Moving along four fronts is ideal material for story telling and director Inarritu grabs it with both hands, writes Ervell E. Menezes

Brad Pitt and Cate Blanchett, who star in Babel
Brad Pitt and Cate Blanchett, who star in Babel

TAKE four different incidents (read stories), diverse, disparate and variously located and get these characters, after trudging the wasteland, to overlap. Then try to determine their connectivity. Will these little pieces of a jigsaw puzzle fall into place? Or is it just an ambitious tale of human disconnectivity that goes by the name of Babel? That is for you, dear reader, to find out. For me Babel is easily one of the best films of 2006.

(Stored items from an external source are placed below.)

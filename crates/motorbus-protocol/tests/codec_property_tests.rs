//! 命令编解码的属性测试
//!
//! 使用 proptest 验证编码/解码的数学属性。

use motorbus_protocol::{
    DecodedFrame, ID_MOTOR_COMMAND, MotorChannel, MotorCommand, MotorFrame, bytes_to_i32_be,
    decode, encode_speed,
};
use proptest::prelude::*;

fn channel_strategy() -> impl Strategy<Value = MotorChannel> {
    prop_oneof![Just(MotorChannel::Left), Just(MotorChannel::Right)]
}

proptest! {
    /// 速度命令可以无损还原通道和速度
    #[test]
    fn speed_roundtrip(channel in channel_strategy(), speed in -100i8..=100) {
        let frame = encode_speed(channel, speed);
        prop_assert_eq!(
            decode(&frame),
            DecodedFrame::Command(MotorCommand::SetSpeed { channel, speed })
        );
    }

    /// 线上速度值恒为 speed * 100
    #[test]
    fn speed_wire_value(channel in channel_strategy(), speed in -100i8..=100) {
        let frame = encode_speed(channel, speed);
        let wire = bytes_to_i32_be([frame.data[4], frame.data[5], frame.data[6], frame.data[7]]);
        prop_assert_eq!(wire, speed as i32 * 100);
        prop_assert!((-10_000..=10_000).contains(&wire));
    }

    /// 解码对任意帧都不会失败，非命令帧原样返回
    #[test]
    fn decode_never_fails(
        id in 0u32..=0x1FFF_FFFF,
        data in proptest::collection::vec(any::<u8>(), 0..=8),
    ) {
        let frame = MotorFrame::new_extended(id, &data);
        match decode(&frame) {
            DecodedFrame::Command(cmd) => prop_assert_eq!(cmd.to_frame().data, frame.data),
            DecodedFrame::Raw(raw) => prop_assert_eq!(raw, frame),
        }
    }
}

#[test]
fn all_commands_share_the_motor_id() {
    for channel in MotorChannel::ALL {
        for cmd in [
            MotorCommand::Enable { channel },
            MotorCommand::Disable { channel },
            MotorCommand::SetSpeed { channel, speed: 0 },
        ] {
            let frame = cmd.to_frame();
            assert_eq!(frame.id, ID_MOTOR_COMMAND);
            assert!(frame.is_extended);
            assert!(frame.has_valid_id());
        }
    }
}
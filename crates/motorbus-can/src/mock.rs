//! 内存 Mock 适配器
//!
//! 不需要硬件即可驱动整条链路：接收队列可脚本化（帧、超时、错误），
//! 发送的帧被记录下来供断言。`MockCanAdapter` 可以克隆，所有克隆共享同一状态，
//! 测试代码保留一份克隆用于注入和检查。

use crate::{CanAdapter, CanDeviceError, CanDeviceErrorKind, CanError, MotorFrame};
use crate::{RxAdapter, SplittableAdapter, TxAdapter, ensure_valid_id};
use parking_lot::{Condvar, Mutex};
use std::collections::VecDeque;
use std::sync::Arc;
use std::time::{Duration, Instant};

/// 脚本化的接收事件
#[derive(Debug)]
pub enum MockRx {
    Frame(MotorFrame),
    /// 本次接收立即超时
    Timeout,
    /// 本次接收返回错误
    Error(CanError),
}

#[derive(Debug, Default)]
struct MockState {
    rx_queue: VecDeque<MockRx>,
    sent: Vec<MotorFrame>,
    fail_sends: bool,
    fail_configure: bool,
    /// 发送的帧同时进入接收队列
    loopback: bool,
    configured_bitrate: Option<u32>,
    receive_calls: u64,
    closed: bool,
}

#[derive(Debug, Default)]
struct Shared {
    state: Mutex<MockState>,
    rx_ready: Condvar,
}

/// 内存总线
#[derive(Debug, Clone, Default)]
pub struct MockCanAdapter {
    shared: Arc<Shared>,
}

impl MockCanAdapter {
    pub fn new() -> Self {
        Self::default()
    }

    /// 排入一个接收帧
    pub fn push_frame(&self, frame: MotorFrame) {
        self.push_rx(MockRx::Frame(frame));
    }

    pub fn push_rx(&self, event: MockRx) {
        self.shared.state.lock().rx_queue.push_back(event);
        self.shared.rx_ready.notify_all();
    }

    pub fn set_fail_sends(&self, fail: bool) {
        self.shared.state.lock().fail_sends = fail;
    }

    pub fn set_fail_configure(&self, fail: bool) {
        self.shared.state.lock().fail_configure = fail;
    }

    pub fn set_loopback(&self, loopback: bool) {
        self.shared.state.lock().loopback = loopback;
    }

    /// 已发送帧的快照（按发送顺序）
    pub fn sent_frames(&self) -> Vec<MotorFrame> {
        self.shared.state.lock().sent.clone()
    }

    pub fn take_sent_frames(&self) -> Vec<MotorFrame> {
        std::mem::take(&mut self.shared.state.lock().sent)
    }

    pub fn pending_rx(&self) -> usize {
        self.shared.state.lock().rx_queue.len()
    }

    /// 接收调用次数（含超时）
    pub fn receive_calls(&self) -> u64 {
        self.shared.state.lock().receive_calls
    }

    pub fn configured_bitrate(&self) -> Option<u32> {
        self.shared.state.lock().configured_bitrate
    }

    pub fn is_closed(&self) -> bool {
        self.shared.state.lock().closed
    }

    fn send_frame(&self, frame: MotorFrame) -> Result<(), CanError> {
        ensure_valid_id(&frame)?;
        let mut state = self.shared.state.lock();
        if state.closed {
            return Err(CanError::NotStarted);
        }
        if state.fail_sends {
            return Err(CanError::Io(std::io::Error::other("mock send failure")));
        }
        state.sent.push(frame);
        if state.loopback {
            state.rx_queue.push_back(MockRx::Frame(frame));
            drop(state);
            self.shared.rx_ready.notify_all();
        }
        Ok(())
    }

    /// 队列为空时等待注入，最长 `timeout`
    fn receive_frame(&self, timeout: Duration) -> Result<MotorFrame, CanError> {
        let deadline = Instant::now() + timeout;
        let mut state = self.shared.state.lock();
        state.receive_calls += 1;

        loop {
            if state.closed {
                return Err(CanError::NotStarted);
            }
            match state.rx_queue.pop_front() {
                Some(MockRx::Frame(frame)) => {
                    return Ok(match frame.timestamp {
                        Some(_) => frame,
                        None => frame.with_timestamp(Instant::now()),
                    });
                },
                Some(MockRx::Timeout) => return Err(CanError::Timeout),
                Some(MockRx::Error(e)) => return Err(e),
                None => {
                    if self.shared.rx_ready.wait_until(&mut state, deadline).timed_out()
                        && state.rx_queue.is_empty()
                    {
                        return Err(CanError::Timeout);
                    }
                },
            }
        }
    }

    fn close(&self) {
        self.shared.state.lock().closed = true;
        self.shared.rx_ready.notify_all();
    }
}

impl CanAdapter for MockCanAdapter {
    fn configure(&mut self, bitrate: u32) -> Result<(), CanError> {
        let mut state = self.shared.state.lock();
        if state.fail_configure {
            return Err(CanError::Device(CanDeviceError::new(
                CanDeviceErrorKind::UnsupportedConfig,
                format!("mock rejected bitrate {}", bitrate),
            )));
        }
        state.configured_bitrate = Some(bitrate);
        Ok(())
    }

    fn send(&mut self, frame: MotorFrame) -> Result<(), CanError> {
        self.send_frame(frame)
    }

    fn receive_timeout(&mut self, timeout: Duration) -> Result<MotorFrame, CanError> {
        self.receive_frame(timeout)
    }
}

/// Mock 只读半边
#[derive(Debug)]
pub struct MockRxHalf(MockCanAdapter);

/// Mock 只写半边
#[derive(Debug)]
pub struct MockTxHalf(MockCanAdapter);

impl RxAdapter for MockRxHalf {
    fn receive_timeout(&mut self, timeout: Duration) -> Result<MotorFrame, CanError> {
        self.0.receive_frame(timeout)
    }
}

impl TxAdapter for MockTxHalf {
    fn send(&mut self, frame: MotorFrame) -> Result<(), CanError> {
        self.0.send_frame(frame)
    }

    fn close(&mut self) -> Result<(), CanError> {
        self.0.close();
        Ok(())
    }
}

impl SplittableAdapter for MockCanAdapter {
    type RxAdapter = MockRxHalf;
    type TxAdapter = MockTxHalf;

    fn split(self) -> Result<(Self::RxAdapter, Self::TxAdapter), CanError> {
        Ok((MockRxHalf(self.clone()), MockTxHalf(self)))
    }
}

It is Mexican filmmaker Alejandro Gonzalez Inarritu and scriptwriter Guillermo Arriaga’s last film of a trilogy (the earlier ones being Life is a Bitch 2000 and 21 Grams 2003) but it stands on its own though its style is similar and the cutting and editing impeccable as these four stories unfold in a riveting narrative of changing moods, drama, sexuality and human emotions.

Opening on the aridity of the Moroccan desert, a vast wasteland, it zeroes in on two goat herds (Brouber Ait el Caid and Said Tarchani) who later using their newly acquired rifle to drive away the jackals shoot at a tourist bus. The next story is about two American tourists Richard (Brad Pitt) and Susan (Cate Blanchett) taking a holiday in Morocco to get over a personal tragedy.

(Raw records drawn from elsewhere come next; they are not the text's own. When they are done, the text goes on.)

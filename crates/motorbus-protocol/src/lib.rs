//! # Motorbus Protocol
//!
//! 双通道电机驱动器 CAN 命令协议定义（无硬件依赖）
//!
//! ## 模块
//!
//! - `ids`: CAN ID 与总线常量
//! - `command`: 使能/失能/速度命令的编码与解码
//!
//! ## 帧格式
//!
//! 所有命令使用同一个扩展帧 ID（`0x06000001`），数据固定 8 字节：
//!
//! ```text
//! Byte 0    Byte 1    Byte 2    Byte 3    Byte 4..8
//! 0x23      opcode    0x20      channel   i32 (大端)
//! ```
//!
//! ## 字节序
//!
//! 速度值使用 Motorola (MSB) 高位在前（大端字节序）。

pub mod command;
pub mod ids;

pub use command::*;
pub use ids::*;

use std::fmt;
use std::time::Instant;
use thiserror::Error;

/// 标准帧 ID 最大值（11-bit）
pub const STANDARD_ID_MAX: u32 = 0x7FF;

/// 扩展帧 ID 最大值（29-bit）
pub const EXTENDED_ID_MAX: u32 = 0x1FFF_FFFF;

/// CAN 2.0 帧的统一抽象
///
/// 协议层和硬件层之间的中间类型：
///
/// ```text
/// Protocol Layer (motorbus-protocol)
///     ↓ encode_* 构建 / decode 解析
/// MotorFrame (此类型)
///     ↓ 转换逻辑在 CAN 层实现
/// CAN Layer (motorbus-can)
///     ↓ SocketCAN / SLCAN 适配器
/// Hardware
/// ```
///
/// - **Copy**：固定 8 字节数据，无堆分配
/// - **时间戳**：`timestamp` 仅在接收时由传输层填写，发送帧构造时为 `None`
///
/// ```rust
/// use motorbus_protocol::MotorFrame;
///
/// let frame = MotorFrame::new_extended(0x0600_0001, &[0x23, 0x0D, 0x20, 0x01]);
/// assert_eq!(frame.id(), 0x0600_0001);
/// assert_eq!(frame.data_slice(), &[0x23, 0x0D, 0x20, 0x01]);
/// assert!(frame.timestamp.is_none());
/// ```
#[derive(Debug, Clone, Copy, PartialEq, Eq)]
pub struct MotorFrame {
    /// CAN ID（标准帧或扩展帧）
    pub id: u32,

    /// 帧数据（固定 8 字节，未使用部分为 0）
    pub data: [u8; 8],

    /// 有效数据长度 (0-8)
    pub len: u8,

    /// 是否为扩展帧（29-bit ID）
    pub is_extended: bool,

    /// 接收时间（单调时钟），发送帧为 `None`
    pub timestamp: Option<Instant>,
}

impl MotorFrame {
    /// 创建标准帧
    pub fn new_standard(id: u16, data: &[u8]) -> Self {
        Self::new(id as u32, data, false)
    }

    /// 创建扩展帧
    pub fn new_extended(id: u32, data: &[u8]) -> Self {
        Self::new(id, data, true)
    }

    /// 通用构造器（超过 8 字节的数据会被截断）
    fn new(id: u32, data: &[u8], is_extended: bool) -> Self {
        let mut fixed_data = [0u8; 8];
        let len = data.len().min(8);
        fixed_data[..len].copy_from_slice(&data[..len]);

        Self {
            id,
            data: fixed_data,
            len: len as u8,
            is_extended,
            timestamp: None,
        }
    }

    /// 附加接收时间
    #[must_use]
    pub fn with_timestamp(mut self, timestamp: Instant) -> Self {
        self.timestamp = Some(timestamp);
        self
    }

    /// 获取数据切片（只包含有效数据）
    pub fn data_slice(&self) -> &[u8] {
        &self.data[..self.len.min(8) as usize]
    }

    /// 获取 CAN ID
    pub fn id(&self) -> u32 {
        self.id
    }

    /// ID 是否落在帧类型允许的范围内（扩展帧 29 位，标准帧 11 位）
    pub fn has_valid_id(&self) -> bool {
        if self.is_extended {
            self.id <= EXTENDED_ID_MAX
        } else {
            self.id <= STANDARD_ID_MAX
        }
    }
}

impl fmt::Display for MotorFrame {
    /// 监控输出格式：`0x06000001 [8] 23 0D 20 01 00 00 13 88 (EXT)`
    fn fmt(&self, f: &mut fmt::Formatter<'_>) -> fmt::Result {
        if self.is_extended {
            write!(f, "0x{:08X}", self.id)?;
        } else {
            write!(f, "0x{:03X}", self.id)?;
        }
        write!(f, " [{}]", self.len)?;
        for byte in self.data_slice() {
            write!(f, " {:02X}", byte)?;
        }
        write!(f, " ({})", if self.is_extended { "EXT" } else { "STD" })
    }
}

/// 协议解析错误类型
#[derive(Error, Debug, Clone, PartialEq, Eq)]
pub enum ProtocolError {
    #[error("Invalid frame length: expected {expected}, got {actual}")]
    InvalidLength { expected: usize, actual: usize },

    #[error("Invalid header: {0:02X?}")]
    InvalidHeader([u8; 3]),

    #[error("Unknown opcode: 0x{0:02X}")]
    UnknownOpcode(u8),

    #[error("Invalid value for field {field}: {value}")]
    InvalidValue { field: &'static str, value: i64 },
}

/// 大端字节序转 i32
pub fn bytes_to_i32_be(bytes: [u8; 4]) -> i32 {
    i32::from_be_bytes(bytes)
}

/// i32 转大端字节序
pub fn i32_to_bytes_be(value: i32) -> [u8; 4] {
    value.to_be_bytes()
}

#[cfg(test)]
mod tests {
    use super::*;

    #[test]
    fn test_bytes_to_i32_be_negative() {
        assert_eq!(bytes_to_i32_be([0xFF, 0xFF, 0xD8, 0xF0]), -10_000);
    }

    #[test]
    fn test_i32_to_bytes_be() {
        assert_eq!(i32_to_bytes_be(5000), [0x00, 0x00, 0x13, 0x88]);
        assert_eq!(i32_to_bytes_be(-1), [0xFF, 0xFF, 0xFF, 0xFF]);
    }

    #[test]
    fn test_frame_truncates_long_data() {
        let frame = MotorFrame::new_standard(0x123, &[0u8; 12]);
        assert_eq!(frame.len, 8);
        assert!(!frame.is_extended);
    }

    #[test]
    fn test_frame_id_range() {
        assert!(MotorFrame::new_extended(EXTENDED_ID_MAX, &[]).has_valid_id());
        assert!(!MotorFrame::new_extended(EXTENDED_ID_MAX + 1, &[]).has_valid_id());
        assert!(MotorFrame::new_standard(0x7FF, &[]).has_valid_id());
        assert!(!MotorFrame::new_standard(0x800, &[]).has_valid_id());
    }

    #[test]
    fn test_frame_display() {
        let frame =
            MotorFrame::new_extended(0x0600_0001, &[0x23, 0x00, 0x20, 0x01, 0, 0, 0x13, 0x88]);
        assert_eq!(
            frame.to_string(),
            "0x06000001 [8] 23 00 20 01 00 00 13 88 (EXT)"
        );

        let frame = MotorFrame::new_standard(0x123, &[0x01, 0x02]);
        assert_eq!(frame.to_string(), "0x123 [2] 01 02 (STD)");
    }

    #[test]
    fn test_with_timestamp() {
        let now = Instant::now();
        let frame = MotorFrame::new_standard(0x1, &[]).with_timestamp(now);
        assert_eq!(frame.timestamp, Some(now));
    }
}
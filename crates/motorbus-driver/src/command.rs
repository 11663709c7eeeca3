//! 电机命令发送
//!
//! 负责输入校验（通道号、速度限幅），编码后通过会话中的传输发送。

use crate::{BusSession, DriverError};
use motorbus_protocol::{
    MotorChannel, MotorCommand, MotorFrame, SPEED_MAX, SPEED_MIN, encode_disable, encode_enable,
    encode_speed,
};
use std::sync::Arc;
use std::time::Duration;
use tracing::{debug, info};

/// 速度限幅到 [-100, 100]
pub fn clamp_speed(speed: i32) -> i8 {
    speed.clamp(SPEED_MIN as i32, SPEED_MAX as i32) as i8
}

/// 通道号校验，在任何 I/O 之前进行
pub fn parse_channel(channel: u8) -> Result<MotorChannel, DriverError> {
    MotorChannel::try_from(channel).map_err(|_| DriverError::InvalidChannel(channel))
}

/// 命令驱动
///
/// 除共享的会话句柄外不持有状态。
#[derive(Debug, Clone)]
pub struct CommandDriver {
    session: Arc<BusSession>,
}

impl CommandDriver {
    pub fn new(session: Arc<BusSession>) -> Self {
        Self { session }
    }

    /// 使能电机
    pub fn enable_motor(&self, channel: u8) -> Result<(), DriverError> {
        let channel = parse_channel(channel)?;
        self.send_frame(encode_enable(channel))?;
        info!("Motor {} enabled", channel);
        Ok(())
    }

    /// 失能电机
    pub fn disable_motor(&self, channel: u8) -> Result<(), DriverError> {
        let channel = parse_channel(channel)?;
        self.send_frame(encode_disable(channel))?;
        info!("Motor {} disabled", channel);
        Ok(())
    }

    /// 设置速度，超出 [-100, 100] 的值静默限幅
    pub fn set_speed(&self, channel: u8, speed: i32) -> Result<(), DriverError> {
        let channel = parse_channel(channel)?;
        let clamped = clamp_speed(speed);
        if clamped as i32 != speed {
            debug!("Speed {} clamped to {}", speed, clamped);
        }
        self.send_frame(encode_speed(channel, clamped))?;
        info!("Motor {} speed set to {}", channel, clamped);
        Ok(())
    }

    /// 左右电机同时设速（先左后右）
    pub fn drive(&self, left: i32, right: i32) -> Result<(), DriverError> {
        self.set_speed(MotorChannel::Left.as_u8(), left)?;
        self.set_speed(MotorChannel::Right.as_u8(), right)
    }

    /// 发送已类型化的命令
    pub fn send_command(&self, command: MotorCommand) -> Result<(), DriverError> {
        debug!("Sending {}", command);
        self.send_frame(command.to_frame())
    }

    /// 发送一帧后做一次有界接收；无回应返回 `Ok(None)`
    ///
    /// 与监控线程共用 RX 半边，自检时应先停止监控。
    pub fn send_and_await_echo(
        &self,
        frame: MotorFrame,
        timeout: Duration,
    ) -> Result<Option<MotorFrame>, DriverError> {
        let transport = self.session.transport()?;
        transport.send(frame)?;
        Ok(transport.recv(timeout)?)
    }

    fn send_frame(&self, frame: MotorFrame) -> Result<(), DriverError> {
        self.session.transport()?.send(frame)?;
        Ok(())
    }
}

The third is about a Mexican nanny Amelia (Adriana Barraza) forced to cross into Mexico with her two Anglo wards to attend a family wedding but lands in trouble because her nephew Santiago has more than the permitted (while driving) share of booze. It is reminiscent of The Border with Jack Nicholson in the lead role.

The last story is set in Tokyo and centred on a deaf-mute teenager, Chieko (Rinko Kikuchi), who is discovering her sexuality and is probably inspired by the Marlee Matlin role in Children of a Lesser God.

Ambitiously soaring towards the heavens, this global testament to the curiously incommunicative species called man, it covers a whole gamut of emotions as its players are lost, whether in the desert or the border on in a small Moroccan village. The American tourists, of course, see a terrorist hand. As they run for medical aid for the injured Susan, the husband showers abuse on that Third World country with typical American arrogance. Shades of Flight of the Phoenix, it shows how the different tourists have different agendas and can’t be stopped in the tracks of their enjoyment despite a personal tragedy.

Moving along four fronts is ideal material for story telling and director Inarritu grabs it with both hands but yet refraining from making a glutton of a meal. He devotes equal space to the different fronts, may be a wee bit more to the erotica because it is meant to provide dramatic relief. But it gives Rinko Kikuchi an opportunity to display her protean acting skills while also passing a snide comment on Japanese society.

Slowly, ever so slowly, the connection is established, and what comes across loud and clear is the fact that we scarcely know how the other half of the world lives. It is not surprising that Inarritu picked the Best Director Award at Cannes for the purpose of that festival was to provide an alternative to Hollywood. Sadly, this has not always happened, but hats off to this Mexican director whose undercurrent against the American way of life is always palpable.

Good performances by Brad Pitt, Cate Blanchett, Adriana Barraza and young Said Taranchi embellish the story but it is basically a triumph of Inarritu and Arriaga with cinematographer Rodrigo Priesto a close third. The closing film of IFFI 06, it is in the same bracket as the opening Spanish film Pedro Almadavor"s Volver (Spain)—a must-see for cinema lovers.